Data in this exercise: Begin
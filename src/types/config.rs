//! Configuration structures.
//!
//! Configuration is loaded from a TOML file and then overridden by `HUB_*`
//! environment variables. Every section has defaults, so an empty file (or
//! no file at all) yields a runnable configuration.

use serde::{Deserialize, Serialize};
use std::path::{Path, PathBuf};
use std::time::Duration;

use crate::auth::RateLimitConfig;
use crate::types::{Error, Result};

/// Global kernel configuration.
#[derive(Debug, Clone, Serialize, Deserialize, Default)]
pub struct Config {
    /// Runtime budgets (hook timeouts, shutdown grace).
    #[serde(default)]
    pub runtime: RuntimeConfig,

    /// Observability configuration.
    #[serde(default)]
    pub observability: ObservabilityConfig,

    /// Credential lifetimes, signing secret and rate limits.
    #[serde(default)]
    pub auth: AuthConfig,

    /// Storage adapter selection.
    #[serde(default)]
    pub storage: StorageConfig,

    /// Plugins to load at boot, in load order.
    #[serde(default)]
    pub plugins: Vec<PluginConfig>,
}

/// Runtime budgets.
#[derive(Debug, Clone, Serialize, Deserialize)]
#[serde(default)]
pub struct RuntimeConfig {
    /// Budget for a plugin's `start` hook.
    #[serde(with = "humantime_serde")]
    pub start_timeout: Duration,

    /// Budget for a plugin's `stop` hook before it is abandoned.
    #[serde(with = "humantime_serde")]
    pub stop_timeout: Duration,

    /// How long in-flight calls and handlers may run after shutdown is signalled.
    #[serde(with = "humantime_serde")]
    pub shutdown_grace: Duration,

    /// How often the background cleanup sweeps expired credentials.
    #[serde(with = "humantime_serde")]
    pub cleanup_interval: Duration,
}

impl Default for RuntimeConfig {
    fn default() -> Self {
        Self {
            start_timeout: Duration::from_secs(10),
            stop_timeout: Duration::from_secs(5),
            shutdown_grace: Duration::from_secs(5),
            cleanup_interval: Duration::from_secs(300),
        }
    }
}

/// Observability configuration.
#[derive(Debug, Clone, Serialize, Deserialize)]
#[serde(default)]
pub struct ObservabilityConfig {
    /// Tracing log level (trace, debug, info, warn, error).
    pub log_level: String,

    /// Enable JSON log formatting.
    pub json_logs: bool,
}

impl Default for ObservabilityConfig {
    fn default() -> Self {
        Self {
            log_level: "info".to_string(),
            json_logs: false,
        }
    }
}

/// Authentication configuration.
#[derive(Debug, Clone, Serialize, Deserialize)]
#[serde(default)]
pub struct AuthConfig {
    /// HMAC secret for access tokens. A random secret is generated at boot
    /// when unset, so tokens do not survive a restart.
    pub token_secret: Option<String>,

    #[serde(with = "humantime_serde")]
    pub access_token_ttl: Duration,

    #[serde(with = "humantime_serde")]
    pub refresh_token_ttl: Duration,

    #[serde(with = "humantime_serde")]
    pub session_ttl: Duration,

    /// Default lifetime for new API keys; `None` means keys never expire.
    #[serde(with = "humantime_serde")]
    pub api_key_ttl: Option<Duration>,

    /// Header carrying the raw API key.
    pub api_key_header: String,

    /// Cookie carrying the session id.
    pub session_cookie: String,

    pub rate_limit: RateLimitConfig,
}

impl Default for AuthConfig {
    fn default() -> Self {
        Self {
            token_secret: None,
            access_token_ttl: Duration::from_secs(15 * 60),
            refresh_token_ttl: Duration::from_secs(30 * 24 * 3600),
            session_ttl: Duration::from_secs(24 * 3600),
            api_key_ttl: None,
            api_key_header: "x-api-key".to_string(),
            session_cookie: "session".to_string(),
            rate_limit: RateLimitConfig::default(),
        }
    }
}

/// Storage adapter selection.
#[derive(Debug, Clone, Serialize, Deserialize, Default)]
#[serde(default)]
pub struct StorageConfig {
    /// Directory for the JSON file adapter. In-memory storage when unset.
    pub data_dir: Option<PathBuf>,
}

/// One plugin to load at boot.
#[derive(Debug, Clone, Serialize, Deserialize)]
pub struct PluginConfig {
    /// Catalog kind, e.g. `system`.
    pub kind: String,

    /// Instance name; defaults to the kind.
    #[serde(default)]
    pub name: Option<String>,

    #[serde(default = "default_enabled")]
    pub enabled: bool,

    /// Plugin-specific settings handed to the factory.
    #[serde(default)]
    pub settings: serde_json::Value,
}

fn default_enabled() -> bool {
    true
}

impl PluginConfig {
    pub fn instance_name(&self) -> &str {
        self.name.as_deref().unwrap_or(&self.kind)
    }
}

impl Config {
    /// Load from an optional TOML file, then apply environment overrides.
    pub fn load(path: Option<&Path>) -> Result<Self> {
        let mut config = match path {
            Some(path) => {
                let raw = std::fs::read_to_string(path)?;
                Self::from_toml_str(&raw)?
            }
            None => Self::default(),
        };
        config.apply_env_overrides(|key| std::env::var(key).ok());
        config.validate()?;
        Ok(config)
    }

    /// Parse a TOML document.
    pub fn from_toml_str(raw: &str) -> Result<Self> {
        toml::from_str(raw).map_err(|e| Error::config(e.to_string()))
    }

    /// Apply `HUB_*` overrides using `lookup` to read variables.
    pub fn apply_env_overrides(&mut self, lookup: impl Fn(&str) -> Option<String>) {
        if let Some(level) = lookup("HUB_LOG_LEVEL") {
            self.observability.log_level = level;
        }
        if let Some(json) = lookup("HUB_LOG_JSON") {
            self.observability.json_logs = matches!(json.as_str(), "1" | "true" | "yes");
        }
        if let Some(dir) = lookup("HUB_DATA_DIR") {
            self.storage.data_dir = Some(PathBuf::from(dir));
        }
        if let Some(secret) = lookup("HUB_TOKEN_SECRET") {
            self.auth.token_secret = Some(secret);
        }
    }

    /// Reject budgets and limits that would make the kernel unusable.
    pub fn validate(&self) -> Result<()> {
        if self.runtime.start_timeout.is_zero() || self.runtime.stop_timeout.is_zero() {
            return Err(Error::config("plugin hook timeouts must be non-zero"));
        }
        if self.runtime.cleanup_interval.is_zero() {
            return Err(Error::config("cleanup_interval must be non-zero"));
        }
        if self.auth.access_token_ttl.is_zero() {
            return Err(Error::config("access_token_ttl must be non-zero"));
        }
        if let Some(secret) = &self.auth.token_secret {
            if secret.len() < 16 {
                return Err(Error::config("token_secret must be at least 16 bytes"));
            }
        }
        self.auth.rate_limit.validate()?;

        let mut seen = std::collections::HashSet::new();
        for plugin in &self.plugins {
            if !seen.insert(plugin.instance_name()) {
                return Err(Error::config(format!(
                    "plugin instance {} configured twice",
                    plugin.instance_name()
                )));
            }
        }
        Ok(())
    }
}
Data in this exercise: End
**Task brief**. Would you retype the lines of the data above, from the one holding "self.auth.token_secret = Some(secret);" through its final line, exactly and without adding any other line?

**Written reply**.
            self.auth.token_secret = Some(secret);
        }
    }

    /// Reject budgets and limits that would make the kernel unusable.
    pub fn validate(&self) -> Result<()> {
        if self.runtime.start_timeout.is_zero() || self.runtime.stop_timeout.is_zero() {
            return Err(Error::config("plugin hook timeouts must be non-zero"));
        }
        if self.runtime.cleanup_interval.is_zero() {
            return Err(Error::config("cleanup_interval must be non-zero"));
        }
        if self.auth.access_token_ttl.is_zero() {
            return Err(Error::config("access_token_ttl must be non-zero"));
        }
        if let Some(secret) = &self.auth.token_secret {
            if secret.len() < 16 {
                return Err(Error::config("token_secret must be at least 16 bytes"));
            }
        }
        self.auth.rate_limit.validate()?;

        let mut seen = std::collections::HashSet::new();
        for plugin in &self.plugins {
            if !seen.insert(plugin.instance_name()) {
                return Err(Error::config(format!(
                    "plugin instance {} configured twice",
                    plugin.instance_name()
                )));
            }
        }
        Ok(())
    }
}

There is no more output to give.